- Empower large enterprise to run AI and ML at scale, leveraging the best in modern distributed systems and automation technology
- Join a company that has always been remote-friendly – work anywhere in the US or Canada including your sofa, the beach, or our Seattle waterfront office
- Experience rapid growth in the first AI startup to be funded by Google
Algorithmia is the enterprise machine learning operations (MLOps) platform. We enable ML and operations teams to work together on complex machine learning applications in one central location. We make it seamless to deploy ML at scale, with tools to connect data sources and orchestration engines, use any major framework, platform, or ML language, and govern and secure your ML architecture. Over 130,000 engineers and data scientists have used Algorithmia’s platform to date, including the United Nations, government intelligence agencies, and Fortune 500 companies.
We’re looking for a talented Site Reliability Engineer (SRE) to join a passionate, distributed team and have a massive impact by enabling Algorithmia engineering to scale it’s product development and delivery capabilities.

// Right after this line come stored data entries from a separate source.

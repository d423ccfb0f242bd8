use tracing::{debug, info};

use crate::external_sort::distribution::DistributionLevel;
use crate::external_sort::distributor::Distribution;
use crate::external_sort::error::{SortError, SortResult};
use crate::external_sort::io::RunWriter;
use crate::external_sort::merger::{KWayMerger, MergeReport};
use crate::external_sort::record::CompareMode;
use crate::external_sort::working_file::WorkingFile;

/// Summary of one completed merge level.
#[derive(Debug, Clone, Copy, PartialEq, Eq)]
pub struct LevelReport {
    pub level: usize,
    pub sink: usize,
    pub passes: u64,
    pub dummy_flow: u64,
    pub records_written: u64,
}

/// Per-sort merge state: the current level, which working file is the sink
/// and every file's run bookkeeping.
///
/// Level slot `j` lives in working file `(sink + 1 + j) % (F + 1)`, so slot 0
/// is always the file the previous level merged into.
pub struct LevelScheduler {
    level: DistributionLevel,
    files: Vec<WorkingFile>,
    sink: usize,
    level_number: usize,
    passes: u64,
    dummy_flow: u64,
    mode: CompareMode,
    io_buffer_size: usize,
}

impl LevelScheduler {
    pub fn new(distribution: Distribution, mode: CompareMode, io_buffer_size: usize) -> Self {
        let sink = distribution.level.file_count();
        Self {
            level: distribution.level,
            files: distribution.files,
            sink,
            level_number: 0,
            passes: 0,
            dummy_flow: 0,
            mode,
            io_buffer_size,
        }
    }

    /// Opens readers on the distributed files and prepares the first level.
    pub fn start(&mut self) -> SortResult<()> {
        if self.is_complete() {
            return self.verify_terminal();
        }
        for index in 0..self.files.len() {
            if index != self.sink {
                self.files[index].open_reader(self.mode, self.io_buffer_size)?;
            }
        }
        self.enter_level()
    }

    pub fn is_complete(&self) -> bool {
        self.level.is_terminal()
    }

    pub fn runs_remaining_this_level(&self) -> u64 {
        self.level.total_runs()
    }

    pub fn current_sink(&self) -> usize {
        self.sink
    }

    pub fn dummy_credit_for(&self, file: usize) -> u64 {
        self.files[file].dummy_runs
    }

    /// Merge passes the current level needs.
    pub fn passes_this_level(&self) -> u64 {
        self.passes
    }

    pub fn level_number(&self) -> usize {
        self.level_number
    }

    pub fn files(&self) -> &[WorkingFile] {
        &self.files
    }

    /// Working file holding level slot `slot`.
    pub fn file_at(&self, slot: usize) -> usize {
        (self.sink + 1 + slot) % self.files.len()
    }

    /// The file holding the single remaining run once the sort is complete.
    pub fn result_file(&self) -> usize {
        self.file_at(0)
    }

    /// Merges the current level into the sink and advances to the next one.
    pub fn run_level(&mut self, merger: &mut KWayMerger) -> SortResult<LevelReport> {
        let sink = self.sink;
        let mut writer = RunWriter::create(
            self.files[sink].path(),
            Some(sink),
            self.io_buffer_size,
        )?;

        let MergeReport {
            passes,
            records_written,
            ..
        } = merger.merge_passes(&mut self.files, Some(sink), &mut writer, self.passes)?;

        self.files[sink].records += writer.finish()?;
        self.files[sink].runs += passes;

        let report = LevelReport {
            level: self.level_number,
            sink,
            passes,
            dummy_flow: self.dummy_flow,
            records_written,
        };
        info!(
            "Level {}: merged {} passes ({} dummy runs flowed through) into file {}, {} records",
            report.level, report.passes, report.dummy_flow, report.sink, report.records_written
        );

        self.advance_level()?;
        Ok(report)
    }

    /// Steps the level back by the inverse recurrence, rotates the sink and
    /// prepares the next level. Called once the current level's passes have
    /// been merged into the sink.
    pub fn advance_level(&mut self) -> SortResult<()> {
        self.level.shrink();
        let previous_sink = self.sink;
        self.sink = if self.sink == 0 {
            self.files.len() - 1
        } else {
            self.sink - 1
        };

        let drained = &mut self.files[self.sink];
        drained.close_reader();
        if drained.records > 0 {
            return Err(SortError::RunAccounting {
                file_index: drained.index,
                records: drained.records,
            });
        }

        if self.is_complete() {
            return self.verify_terminal();
        }

        self.files[previous_sink].open_reader(self.mode, self.io_buffer_size)?;
        self.enter_level()
    }

    fn enter_level(&mut self) -> SortResult<()> {
        self.level_number += 1;

        for slot in 0..self.level.file_count() {
            let index = self.file_at(slot);
            self.files[index].target = self.level.target(slot);
            debug_assert!(
                self.files[index].is_balanced(),
                "file {} holds {} runs against a target of {}",
                index,
                self.files[index].total_runs(),
                self.files[index].target
            );
        }
        self.files[self.sink].target = 0;

        // Dummy runs every source holds merge into a dummy run on the sink
        // without touching any data.
        let sink = self.sink;
        let flow = self
            .files
            .iter()
            .filter(|file| file.index != sink)
            .map(|file| file.dummy_runs)
            .min()
            .unwrap_or(0);
        for file in self.files.iter_mut() {
            if file.index != sink {
                file.dummy_runs -= flow;
            }
        }
        self.files[sink].dummy_runs += flow;

        self.dummy_flow = flow;
        self.passes = self.level.min_nonzero().unwrap_or(0) - flow;

        debug!(
            "Entering level {} with targets {:?}, sink {}, {} passes",
            self.level_number,
            self.level.slots(),
            self.sink,
            self.passes
        );
        Ok(())
    }

    fn verify_terminal(&mut self) -> SortResult<()> {
        let result = self.result_file();
        for file in self.files.iter_mut() {
            file.close_reader();
            if file.index != result && file.records > 0 {
                return Err(SortError::RunAccounting {
                    file_index: file.index,
                    records: file.records,
                });
            }
        }
        Ok(())
    }
}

This pivotal role intersects a wide breadth of technologies in the DevSecOps space offering an unparalleled opportunity to learn, grow, and impact the most important financial institutions, intelligence agencies, and private companies in the country.
As an SRE at Algorithmia, you will:
- Build, operate, and maintain the infrastructure, tools, and processes that enable Algorithmia to deliver higher quality software at a higher velocity
- Work cross-team to ensure Algorithmia product development can efficiently and securely leverage modern, enterprise-grade infrastructure such as storage, networking, and compute resources
- Automate your role out of existence – then do something even more amazing
- Analyze and gain deep understanding of highly complex infrastructure requirements of Algorithmia’s top tier enterprise customers and deliver solutions that meet their needs.
- Have a real career plan, with mentorship and opportunities for technical leadership, people management, or wherever your interests may be
And we might make a great match if you:
- Are fluent in managing and driving best practices for containerized distributed systems (Docker and Kubernetes) and Certified Kubernetes Administrator (CKA) completion is desirable
- Feel comfortable working at a basic level across a breadth of wide technologies including languages (Java, Scala, Go, Python, Bash, etc.), monitoring tools (Prometheus, Grafana), and cloud providers (AWS, Azure, GCP, VMWare, OpenStack, etc.)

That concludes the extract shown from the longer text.